> [Task details]
Once the line containing "pub mod rules;" has been printed, stop; print every line before it exactly, starting at the top of the material below.

Top of Raw data

//! Footer component renderer.

use crate::ui::helpers::{centered_padding, position_cursor, truncate, width};
use crate::ui::theme::Theme;
use crate::ui::viewmodel::FooterInfo;

/// Renders the keybinding hints centered on `row` and returns the next row.
///
/// Help text wider than the terminal is truncated so the layout never wraps.
pub fn render_footer(row: usize, footer: &FooterInfo, theme: &Theme, cols: usize) -> usize {
    let help_text = truncate(&footer.keybindings, cols);
    let text_len = width(&help_text);
    let padding = centered_padding(text_len, cols);

    position_cursor(row, 1);
    print!("{}", Theme::fg(&theme.colors.text_dim));
    print!("{}", " ".repeat(padding));
    print!("{help_text}");
    print!("{}", " ".repeat(cols.saturating_sub(padding + text_len)));
    print!("{}", Theme::reset());
    row + 1
}
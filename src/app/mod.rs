//! Application layer coordinating state, events, and actions.
//!
//! Sits between the plugin runtime (`plugin.rs`) and the form engine:
//!
//! ```text
//! Key Press → Event → handle_event → FormEngine mutations → (should_render, Actions)
//!                                                              ↓
//!                                              plugin runtime: hide pane / deliver payload
//! ```
//!
//! # Modules
//!
//! - [`actions`]: Side effect commands emitted by the event handler
//! - [`handler`]: Event processing and focus/blur coordination
//! - [`modes`]: The focus ring
//! - [`state`]: Application state container and view model computation

pub mod actions;
pub mod handler;
pub mod modes;
pub mod state;

pub use actions::Action;
pub use handler::{handle_event, Event};
pub use modes::Focus;
pub use state::AppState;
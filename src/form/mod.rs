//! Form engine: input masks, validators, the per-field rule table and the
//! state engine that applies them.
//!
//! - [`format`]: phone and PIN masks, price input shape
//! - [`validate`]: field predicates
//! - [`rules`]: `field → { formatter, validator, message }` table
//! - [`engine`]: [`FormEngine`], the canonical form state

pub mod engine;
pub mod format;
pub mod rules;
pub mod validate;

pub use engine::{FieldChange, FormEngine};
pub use rules::{FieldRule, Formatter, Validator, RULES};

Bottom of Raw data

> [Answer for this exercise]
//! Footer component renderer.

use crate::ui::helpers::{centered_padding, position_cursor, truncate, width};
use crate::ui::theme::Theme;
use crate::ui::viewmodel::FooterInfo;

/// Renders the keybinding hints centered on `row` and returns the next row.
///
/// Help text wider than the terminal is truncated so the layout never wraps.
pub fn render_footer(row: usize, footer: &FooterInfo, theme: &Theme, cols: usize) -> usize {
    let help_text = truncate(&footer.keybindings, cols);
    let text_len = width(&help_text);
    let padding = centered_padding(text_len, cols);

    position_cursor(row, 1);
    print!("{}", Theme::fg(&theme.colors.text_dim));
    print!("{}", " ".repeat(padding));
    print!("{help_text}");
    print!("{}", " ".repeat(cols.saturating_sub(padding + text_len)));
    print!("{}", Theme::reset());
    row + 1
}
filename src/app/mod.rs
//! Application layer coordinating state, events, and actions.
//!
//! Sits between the plugin runtime (`plugin.rs`) and the form engine:
//!
//! ```text
//! Key Press → Event → handle_event → FormEngine mutations → (should_render, Actions)
//!                                                              ↓
//!                                              plugin runtime: hide pane / deliver payload
//! ```
//!
//! # Modules
//!
//! - [`actions`]: Side effect commands emitted by the event handler
//! - [`handler`]: Event processing and focus/blur coordination
//! - [`modes`]: The focus ring
//! - [`state`]: Application state container and view model computation

pub mod actions;
pub mod handler;
pub mod modes;
pub mod state;

pub use actions::Action;
pub use handler::{handle_event, Event};
pub use modes::Focus;
pub use state::AppState;
filename src/form/mod.rs
//! Form engine: input masks, validators, the per-field rule table and the
//! state engine that applies them.
//!
//! - [`format`]: phone and PIN masks, price input shape
//! - [`validate`]: field predicates
//! - [`rules`]: `field → { formatter, validator, message }` table
//! - [`engine`]: [`FormEngine`], the canonical form state

pub mod engine;
pub mod format;
pub mod rules;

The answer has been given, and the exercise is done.